**Your objective**
Could you restate all of the entries, word for word?

○ ○ ○ ○ ○ ○ ○

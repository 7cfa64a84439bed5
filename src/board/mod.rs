//! Board state: the mutable model of one solitaire session.
//!
//! A board holds four topic slots, four tableau stacks, the draw pile, the
//! waste pile, the move counter, and the status flag. All mutators are
//! crate-private: the session controller is the single writer, everything
//! else reads.

pub mod state;

pub use state::{BoardState, TABLEAU_COUNT, TOPIC_SLOT_COUNT};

○ ○ ○ ○ ○ ○ ○

**Answer space**
repository 7cfa64a84439bed5
filename src/board/mod.rs
//! Board state: the mutable model of one solitaire session.
//!
//! A board holds four topic slots, four tableau stacks, the draw pile, the
//! waste pile, the move counter, and the status flag. All mutators are
//! crate-private: the session controller is the single writer, everything
//! else reads.

pub mod state;

pub use state::{BoardState, TABLEAU_COUNT, TOPIC_SLOT_COUNT};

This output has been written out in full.